The detoxification potential of Halicryptus spinulosus in the presence of sulfide was studied. The worms are able to cope with considerable amounts of sulfide. They benefit from several survival strategies for controlling sulfide dose and detoxifying sulfide that enters the body. When oxygen and sulfide occur concurrently in the environment sulfide can either initially be excluded or internal concentration kept low by the animals. Non-toxic thiosulfate, the main detoxification product, accumulates up to 3856 +/- 997 muM in the hemolymph. Sulfide has an overriding influence on the aerobic metabolism and imposes anaerobiosis even though oxygen is available, i.e. sulfide-induced anaerobiosis. Succinate, an indicator of anaerobic metabolism, accumulates during persistent oxic sulfide incubation to 12.3 +/- 2.3 mumol ml-1 in hemolymph and to 3.0 +/- 1.3 mumol g-1 fresh mass in body wall after 10 d. During anoxic sulfide exposure, the animals make use of graded strategies. Some sulfide is immobilised in an external barrier due to iron-sulfide formation. The iron-sulfide compound results in a conspicuous blackening of the animal and its blood. This blackening is fully reversible upon receiving oxygen again.
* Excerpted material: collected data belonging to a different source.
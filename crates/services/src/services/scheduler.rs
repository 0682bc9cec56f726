use db::models::{
    contributor::Contributor,
    project::Project,
    task::{CandidateOrder, Task, TaskState},
    tutorial_view::TutorialView,
};
use rand::seq::SliceRandom;
use serde::{Deserialize, Serialize};
use sqlx::SqlitePool;
use strum_macros::{Display, EnumString, VariantNames};
use ts_rs::TS;

/// Strategy used to pick the next task for a contributor.
#[derive(
    Debug, Clone, Copy, PartialEq, Eq, Serialize, Deserialize, TS, Display, EnumString, VariantNames,
)]
#[serde(rename_all = "snake_case")]
#[strum(serialize_all = "snake_case")]
pub enum SchedulerKind {
    /// Depth first: highest priority, then oldest task.
    Default,
    /// Spread answers: the task with the fewest runs first.
    BreadthFirst,
    Random,
}

impl SchedulerKind {
    /// The project's `info.sched`, falling back to `fallback` when unset or unknown.
    pub fn for_project(project: &Project, fallback: SchedulerKind) -> Self {
        project
            .sched()
            .and_then(|name| name.parse().ok())
            .unwrap_or(fallback)
    }
}

/// What a contributor gets when asking for work.
#[derive(Debug, Clone, Serialize, TS)]
#[serde(tag = "type", rename_all = "snake_case")]
pub enum NextTask {
    /// First visit to a project with a tutorial.
    Tutorial { tutorial: String },
    Task { task: Task },
    /// Nothing left for this contributor. `needs_volunteers` is true while
    /// the project is below 100% so the client can ask them to spread the word.
    Exhausted {
        overall_progress: i64,
        needs_volunteers: bool,
    },
}

/// Next task for `contributor`, skipping `offset` candidates. `None` when
/// the contributor has answered everything still open.
pub async fn new_task(
    pool: &SqlitePool,
    project: &Project,
    contributor: &Contributor,
    kind: SchedulerKind,
    offset: i64,
) -> Result<Option<Task>, sqlx::Error> {
    let task = match kind {
        SchedulerKind::Default => {
            Task::find_candidates(
                pool,
                project.id,
                contributor,
                CandidateOrder::PriorityFirst,
                Some(1),
                offset,
            )
            .await?
            .pop()
        }
        SchedulerKind::BreadthFirst => {
            Task::find_candidates(
                pool,
                project.id,
                contributor,
                CandidateOrder::FewestRunsFirst,
                Some(1),
                offset,
            )
            .await?
            .pop()
        }
        SchedulerKind::Random => {
            let candidates = Task::find_candidates(
                pool,
                project.id,
                contributor,
                CandidateOrder::PriorityFirst,
                None,
                0,
            )
            .await?;
            candidates.choose(&mut rand::thread_rng()).cloned()
        }
    };
    tracing::debug!(
        "Scheduler {} picked {:?} for {} on project {}",
        kind,
        task.as_ref().map(|t| t.id),
        contributor.key(),
        project.short_name
    );
    Ok(task)
}

/// `new_task` plus the tutorial on a contributor's first visit and the
/// progress report once nothing is left.
pub async fn next_for_contributor(
    pool: &SqlitePool,
    project: &Project,
    contributor: &Contributor,
    fallback: SchedulerKind,
    offset: i64,
) -> Result<NextTask, sqlx::Error> {
    if let Some(tutorial) = project.tutorial()
        && !TutorialView::has_seen(pool, project.id, contributor).await?
    {
        TutorialView::record(pool, project.id, contributor).await?;
        return Ok(NextTask::Tutorial {
            tutorial: tutorial.to_string(),
        });
    }

    let kind = SchedulerKind::for_project(project, fallback);
    match new_task(pool, project, contributor, kind, offset).await? {
        Some(task) => Ok(NextTask::Task { task }),
        None => {
            let overall_progress = overall_progress(pool, project.id).await?;
            Ok(NextTask::Exhausted {
                overall_progress,
                needs_volunteers: overall_progress < 100,
            })
        }
    }
}

/// Percentage of completed tasks in the project.
pub async fn overall_progress(pool: &SqlitePool, project_id: i64) -> Result<i64, sqlx::Error> {
    let n_tasks = Task::count_by_project(pool, project_id).await?;
    if n_tasks == 0 {
        return Ok(0);
    }
    let completed = Task::count_completed_by_project(pool, project_id).await?;
    Ok(completed * 100 / n_tasks)
}

/// Recomputes a task's state after a task run was added.
pub async fn update_task_state(pool: &SqlitePool, task: &Task) -> Result<TaskState, sqlx::Error> {
    let state = Task::refresh_state(pool, task.id).await?;
    if state != task.state {
        tracing::info!("Task {} is now {:?}", task.id, state);
    }
    Ok(state)
}
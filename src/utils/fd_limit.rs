//! File descriptor limit detection for capping the hashing pool (Unix).

/// Each hashing worker holds one open file at a time.
pub const FDS_PER_WORKER: usize = 1;

/// Fraction of the process FD limit to use (leave room for the DB, stdio and the walk).
const FD_LIMIT_FRACTION: f64 = 0.8;

/// Returns the soft limit for max open file descriptors, or `None` if unavailable (e.g. Windows).
#[cfg(unix)]
pub fn max_open_fds() -> Option<u64> {
    use std::mem::MaybeUninit;
    let mut rlim = MaybeUninit::<libc::rlimit>::uninit();
    if unsafe { libc::getrlimit(libc::RLIMIT_NOFILE, rlim.as_mut_ptr()) } != 0 {
        return None;
    }
    let rlim = unsafe { rlim.assume_init() };
    let cur = rlim.rlim_cur;
    // RLIM_INFINITY is typically !0 or u64::MAX; treat as "no practical limit"
    if cur == libc::RLIM_INFINITY || cur > i64::MAX as u64 {
        return None;
    }
    Some(cur)
}

#[cfg(not(unix))]
pub fn max_open_fds() -> Option<u64> {
    None
}

/// Largest worker count that stays under ~80% of the FD limit, or `None` when there is no limit.
pub fn max_workers_by_fd_limit() -> Option<usize> {
    let limit = max_open_fds()?;
    let usable = (limit as f64 * FD_LIMIT_FRACTION) as usize;
    if usable < FDS_PER_WORKER {
        return Some(1);
    }
    Some(usable / FDS_PER_WORKER)
}

/// Clamp a requested worker count to `[1, fd cap]`.
pub fn cap_workers(requested: usize) -> usize {
    let requested = requested.max(1);
    match max_workers_by_fd_limit() {
        Some(cap) if cap < requested => {
            log::debug!("Capping workers {} -> {} (FD limit ~80%)", requested, cap);
            cap.max(1)
        }
        _ => requested,
    }
}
Detoxification to thiosulfate, depending on the oxygen storage capacity of the hemolymph, amounted to only a minor level, with a maximum of 172 +/- 49 muM in the hemolymph after 1 d of incubation. Sulfide also binds to a presently unknown hemolymphic factor. This binding may temporarily protect mitochondria, a main location of sulfide detoxification. The mitochondrial enzyme for aerobic metabolism, cytochrome c oxidase, is inhibited by low sulfide levels in vitro (K(i) 1.05 +/- 0.22 muM), and has a much higher in vivo resistance in whole animals. Catalase, another sulfide sensitive enzyme, has a K(i) of ca 200 muM in vitro and is unaffected in vivo. Internal sulfide concentration in the hemolymph increases ca 3-fold (570 +/- 298 muM) over external levels during long-term exposure experiments with 200 muM sulfide. The survival in spite of such an elevated amount of internal sulfide accumulation is unprecedented for a marine invertebrate without endosymbionts. The worms can passively outlast raised environmental sulfide concentrations by their high capacity for anaerobic metabolism.